Todo esto, sin entrar en la que fue realmente su profesión, la medicina, en la que curiosamente no llegó a destacar en exceso (dicen que por sus difíciles relaciones con sus colegas, que no veían con buenos ojos tanta dispersión de intereses: Young sabía demasiado), y descontando también dos de sus aportaciones que merecen una mención especial.

Su principal hallazgo
La primera de ellas fue, según el propio Young, su principal hallazgo. En su época el nombre de Isaac Newton era tan admirado y respetado como lo es hoy, y el maestro de la física había certificado que la luz estaba compuesta por chorros de partículas, en contra de la teoría ondulatoria que circulaba por entonces. Pocos se atrevían a poner en duda la palabra de Newton, pero no era el caso de Young. Pese a ser más un pensador que un experimentalista, en 1803 mostró cómo un rayo de luz dividido en dos producía un patrón de bandas claras y oscuras, correspondientes a los lugares donde las ondas se sumaban o se anulaban.
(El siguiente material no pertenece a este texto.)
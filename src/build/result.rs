//! Build result types.
//!
//! Contains types for representing the outcome of a conversion run.

use std::path::PathBuf;
use std::time::Duration;

/// Status of a single sprite in a run.
#[derive(Debug, Clone, PartialEq, Eq)]
pub enum BuildStatus {
    /// Source generated
    Success,
    /// Not attempted because an earlier sprite failed
    Skipped,
    /// Conversion failed with error
    Failed(String),
}

impl BuildStatus {
    /// Check if the status indicates success.
    pub fn is_success(&self) -> bool {
        matches!(self, BuildStatus::Success)
    }

    /// Check if the status indicates failure.
    pub fn is_failure(&self) -> bool {
        matches!(self, BuildStatus::Failed(_))
    }
}

impl std::fmt::Display for BuildStatus {
    fn fmt(&self, f: &mut std::fmt::Formatter<'_>) -> std::fmt::Result {
        match self {
            BuildStatus::Success => write!(f, "success"),
            BuildStatus::Skipped => write!(f, "skipped"),
            BuildStatus::Failed(err) => write!(f, "failed: {}", err),
        }
    }
}

/// Result of converting a single sprite.
#[derive(Debug, Clone)]
pub struct TargetResult {
    /// Sprite identifier
    pub target_id: String,
    /// Image the sprite was read from
    pub source: PathBuf,
    /// Conversion status
    pub status: BuildStatus,
    /// Generated source file, when successful
    pub output: Option<PathBuf>,
    /// Conversion duration
    pub duration: Duration,
}

impl TargetResult {
    /// Create a successful result.
    pub fn success(
        target_id: String,
        source: PathBuf,
        output: PathBuf,
        duration: Duration,
    ) -> Self {
        Self { target_id, source, status: BuildStatus::Success, output: Some(output), duration }
    }

    /// Create a skipped result.
    pub fn skipped(target_id: String, source: PathBuf) -> Self {
        Self {
            target_id,
            source,
            status: BuildStatus::Skipped,
            output: None,
            duration: Duration::ZERO,
        }
    }

    /// Create a failed result.
    pub fn failed(target_id: String, source: PathBuf, error: String, duration: Duration) -> Self {
        Self { target_id, source, status: BuildStatus::Failed(error), output: None, duration }
    }

    /// Check if this result is successful.
    pub fn is_success(&self) -> bool {
        self.status.is_success()
    }
}

/// Result of a complete run.
#[derive(Debug, Default)]
pub struct BuildResult {
    /// Results for each sprite, in configured order
    pub targets: Vec<TargetResult>,
    /// Declaration header, if it was written
    pub header: Option<PathBuf>,
    /// Warning messages
    pub warnings: Vec<String>,
    /// Total run duration
    pub total_duration: Duration,
}

impl BuildResult {
    /// Create a new empty build result.
    pub fn new() -> Self {
        Self::default()
    }

    /// Add a target result.
    pub fn add_result(&mut self, result: TargetResult) {
        self.targets.push(result);
    }

    /// Set the total duration.
    pub fn with_duration(mut self, duration: Duration) -> Self {
        self.total_duration = duration;
        self
    }

    /// Get the number of successful targets.
    pub fn success_count(&self) -> usize {
        self.targets.iter().filter(|r| r.status.is_success()).count()
    }

    /// Get the number of skipped targets.
    pub fn skipped_count(&self) -> usize {
        self.targets.iter().filter(|r| matches!(r.status, BuildStatus::Skipped)).count()
    }

    /// Get the number of failed targets.
    pub fn failed_count(&self) -> usize {
        self.targets.iter().filter(|r| r.status.is_failure()).count()
    }

    /// Check if the overall run succeeded (no failures, nothing skipped).
    pub fn is_success(&self) -> bool {
        self.failed_count() == 0 && self.skipped_count() == 0
    }

    /// Identifiers that were generated, in order.
    pub fn generated_ids(&self) -> Vec<&str> {
        self.targets.iter().filter(|r| r.is_success()).map(|r| r.target_id.as_str()).collect()
    }

    /// Get all files written, sprite sources first, then the header.
    pub fn all_outputs(&self) -> Vec<&PathBuf> {
        self.targets.iter().filter_map(|r| r.output.as_ref()).chain(self.header.as_ref()).collect()
    }

    /// Get failed target results.
    pub fn failures(&self) -> Vec<&TargetResult> {
        self.targets.iter().filter(|r| r.status.is_failure()).collect()
    }

    /// Format a summary of the run.
    pub fn summary(&self) -> String {
        let mut lines = Vec::new();

        let success = self.success_count();
        let skipped = self.skipped_count();
        let failed = self.failed_count();
        let total = self.targets.len();

        if failed > 0 {
            lines.push(format!(
                "Build failed: {} generated, {} skipped, {} failed ({} total)",
                success, skipped, failed, total
            ));
            for target in self.failures() {
                lines.push(format!("  - {}: {}", target.target_id, target.status));
            }
        } else {
            lines.push(format!(
                "All files generated successfully: {} sprite{} in {:?}",
                success,
                if success == 1 { "" } else { "s" },
                self.total_duration
            ));
        }

        if !self.warnings.is_empty() {
            lines.push(format!("Warnings ({}): ", self.warnings.len()));
            for warning in self.warnings.iter().take(5) {
                lines.push(format!("  - {}", warning));
            }
            if self.warnings.len() > 5 {
                lines.push(format!("  ... and {} more", self.warnings.len() - 5));
            }
        }

        lines.join("\n")
    }
}

#[cfg(test)]
mod tests {
    use super::*;

    fn ok(id: &str) -> TargetResult {
        TargetResult::success(
            id.to_string(),
            PathBuf::from(format!("{}.png", id)),
            PathBuf::from(format!("{}.c", id)),
            Duration::ZERO,
        )
    }

    #[test]
    fn test_build_status_display() {
        assert_eq!(BuildStatus::Success.to_string(), "success");
        assert_eq!(BuildStatus::Skipped.to_string(), "skipped");
        assert_eq!(BuildStatus::Failed("error".to_string()).to_string(), "failed: error");
    }

    #[test]
    fn test_build_status_is_success() {
        assert!(BuildStatus::Success.is_success());
        assert!(!BuildStatus::Skipped.is_success());
        assert!(!BuildStatus::Failed("error".to_string()).is_success());
    }

    #[test]
    fn test_target_result_failed() {
        let result = TargetResult::failed(
            "frame".to_string(),
            PathBuf::from("2.png"),
            "cannot decode".to_string(),
            Duration::from_millis(5),
        );

        assert!(!result.is_success());
        assert!(result.output.is_none());
    }

    #[test]
    fn test_build_result_counts() {
        let mut result = BuildResult::new();
        result.add_result(ok("a"));
        result.add_result(TargetResult::failed(
            "b".to_string(),
            PathBuf::from("b.png"),
            "error".to_string(),
            Duration::ZERO,
        ));
        result.add_result(TargetResult::skipped("c".to_string(), PathBuf::from("c.png")));

        assert_eq!(result.success_count(), 1);
        assert_eq!(result.skipped_count(), 1);
        assert_eq!(result.failed_count(), 1);
        assert!(!result.is_success());
        assert_eq!(result.generated_ids(), vec!["a"]);
    }

    #[test]
    fn test_build_result_all_outputs_ends_with_header() {
        let mut result = BuildResult::new();
        result.add_result(ok("a"));
        result.add_result(ok("b"));
        result.header = Some(PathBuf::from("sprites.h"));

        let outputs = result.all_outputs();
        assert_eq!(outputs.len(), 3);
        assert_eq!(outputs[2], &PathBuf::from("sprites.h"));
    }

    #[test]
    fn test_build_result_summary_success() {
        let mut result = BuildResult::new();
        result.add_result(ok("pet_idle_frame1"));

        let summary = result.with_duration(Duration::from_millis(100)).summary();
        assert!(summary.contains("All files generated successfully"));
        assert!(summary.contains("1 sprite "));
    }

    #[test]
    fn test_build_result_summary_failure_lists_targets() {
        let mut result = BuildResult::new();
        result.add_result(TargetResult::failed(
            "broken".to_string(),
            PathBuf::from("broken.png"),
            "cannot decode".to_string(),
            Duration::ZERO,
        ));
        result.warnings.push("animation 'idle' omitted".to_string());

        let summary = result.summary();
        assert!(summary.contains("Build failed: 0 generated, 0 skipped, 1 failed"));
        assert!(summary.contains("  - broken: failed: cannot decode"));
        assert!(summary.contains("Warnings (1)"));
    }

    #[test]
    fn test_empty_result_is_success() {
        assert!(BuildResult::new().is_success());
    }
}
El experimento de interferencia de Young –también llamado de la doble rendija–, tan simple como potente, sentó los cimientos para que a comienzos del siglo XX se comprendiera la doble naturaleza de la luz como onda y como partícula. Para el físico Richard Feynman, este fenómeno contenía el corazón de toda la mecánica cuántica y su único misterio.
Los jeroglíficos de la piedra Rosseta
La segunda mención es para una contribución de Young a menudo olvidada. En 1822 el francés Jean-François Champollion descifró los jeroglíficos egipcios de la piedra Rosetta, una estela hallada en 1799 por los soldados napoleónicos en Egipto y que mostraba el mismo texto en tres lenguas diferentes. Pero en 1814 Young ya había abordado el mismo objetivo logrando notables progresos, aunque sin alcanzar el éxito final de Champollion.
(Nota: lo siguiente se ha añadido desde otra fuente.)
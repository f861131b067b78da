//! C code generation for LVGL image assets.
//!
//! Two artifacts are produced per build:
//!
//! - **Sprite source** (`source`): one `.c` file per sprite with the packed
//!   `<name>_data[]` byte array and its `lv_img_dsc_t <name>` descriptor.
//! - **Declaration header** (`header`): one `.h` file with an include guard
//!   declaring every generated descriptor, plus optional animation frame
//!   tables.
//!
//! # Example
//!
//! ```
//! use image::{Rgba, RgbaImage};
//! use lvsprite::export::{render_source, SourceOptions};
//! use lvsprite::transcode::transcode;
//!
//! let mut image = RgbaImage::new(1, 1);
//! image.put_pixel(0, 0, Rgba([255, 0, 0, 255]));
//! let sprite = transcode(&image, "dot");
//!
//! let c = render_source(&sprite, &SourceOptions::default());
//! assert!(c.contains("uint8_t dot_data[] = {"));
//! assert!(c.contains("0xFF,0xF8,0x00,"));
//! ```

pub mod header;
pub mod source;

pub use header::*;
pub use source::*;

/// Default header included by generated files.
pub const DEFAULT_INCLUDE: &str = "lvgl.h";

/// `#include` line for `include`.
///
/// A name already wrapped in `<...>` or `"..."` is kept as written; a bare
/// name is quoted.
pub fn include_directive(include: &str) -> String {
    let wrapped = (include.starts_with('<') && include.ends_with('>'))
        || (include.len() > 1 && include.starts_with('"') && include.ends_with('"'));
    if wrapped {
        format!("#include {}", include)
    } else {
        format!("#include \"{}\"", include)
    }
}

/// Text safe to place after `//`: control characters become spaces.
pub fn comment_text(text: &str) -> String {
    text.chars().map(|c| if c.is_control() { ' ' } else { c }).collect()
}

/// Line-oriented text builder.
///
/// Generated files are collected as a list of lines and joined once in
/// [`CodeBuilder::finish`].
#[derive(Debug, Default)]
pub struct CodeBuilder {
    lines: Vec<String>,
}

impl CodeBuilder {
    pub fn new() -> Self {
        Self::default()
    }

    /// Append one line (without its terminator).
    pub fn line(&mut self, text: impl Into<String>) -> &mut Self {
        self.lines.push(text.into());
        self
    }

    /// Append an empty line.
    pub fn blank(&mut self) -> &mut Self {
        self.lines.push(String::new());
        self
    }

    /// Append several lines at once.
    pub fn lines<I, S>(&mut self, lines: I) -> &mut Self
    where
        I: IntoIterator<Item = S>,
        S: Into<String>,
    {
        self.lines.extend(lines.into_iter().map(Into::into));
        self
    }

    /// Join into the final text, newline-terminated.
    pub fn finish(self) -> String {
        let len = self.lines.iter().map(|l| l.len() + 1).sum();
        let mut out = String::with_capacity(len);
        for line in self.lines {
            out.push_str(&line);
            out.push('\n');
        }
        out
    }
}
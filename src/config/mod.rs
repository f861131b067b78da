//! Configuration module for lvsprite
//!
//! Provides types and parsing for `lvsprite.toml` project configuration.

pub mod loader;
pub mod schema;

pub use loader::{default_config, load_config, ConfigError, CONFIG_FILE};
pub use schema::*;
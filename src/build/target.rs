//! Build targets and plans.

use super::BuildContext;
use std::path::PathBuf;

/// One sprite to convert: where it is read from and where its source goes.
#[derive(Debug, Clone, PartialEq, Eq)]
pub struct BuildTarget {
    /// Descriptor identifier
    pub id: String,
    /// Input image
    pub source: PathBuf,
    /// Generated C source file
    pub output: PathBuf,
}

impl BuildTarget {
    pub fn new(id: String, source: PathBuf, output: PathBuf) -> Self {
        Self { id, source, output }
    }
}

/// Ordered list of targets plus the header written after them.
#[derive(Debug, Clone, Default)]
pub struct BuildPlan {
    targets: Vec<BuildTarget>,
    /// Declaration header path
    pub header: PathBuf,
}

impl BuildPlan {
    /// Create an empty plan writing its header to `header`.
    pub fn new(header: PathBuf) -> Self {
        Self { targets: Vec::new(), header }
    }

    /// Plan every configured sprite, in configured order.
    pub fn from_context(ctx: &BuildContext) -> Self {
        let mut plan = Self::new(ctx.header_path());
        for entry in &ctx.config().sprites {
            let id = entry.identifier();
            let output = ctx.source_output(&id);
            plan.add_target(BuildTarget::new(id, ctx.sprite_source(entry), output));
        }
        plan
    }

    /// Append a target.
    pub fn add_target(&mut self, target: BuildTarget) {
        self.targets.push(target);
    }

    /// Targets in conversion order.
    pub fn targets(&self) -> &[BuildTarget] {
        &self.targets
    }

    pub fn len(&self) -> usize {
        self.targets.len()
    }

    pub fn is_empty(&self) -> bool {
        self.targets.is_empty()
    }
}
La enconada rivalidad entre ambos hombres se tradujo entonces en un enfrentamiento de nacionalismos que ha perdurado hasta hoy: según contaba Richard Parkinson, exconservador de la colección egipcia del Museo Británico que alberga la piedra, visitantes franceses se quejaban de que el retrato de Champollion en el museo era más pequeño que el de Young. Lo curioso es que los británicos protestaban justo por lo contrario.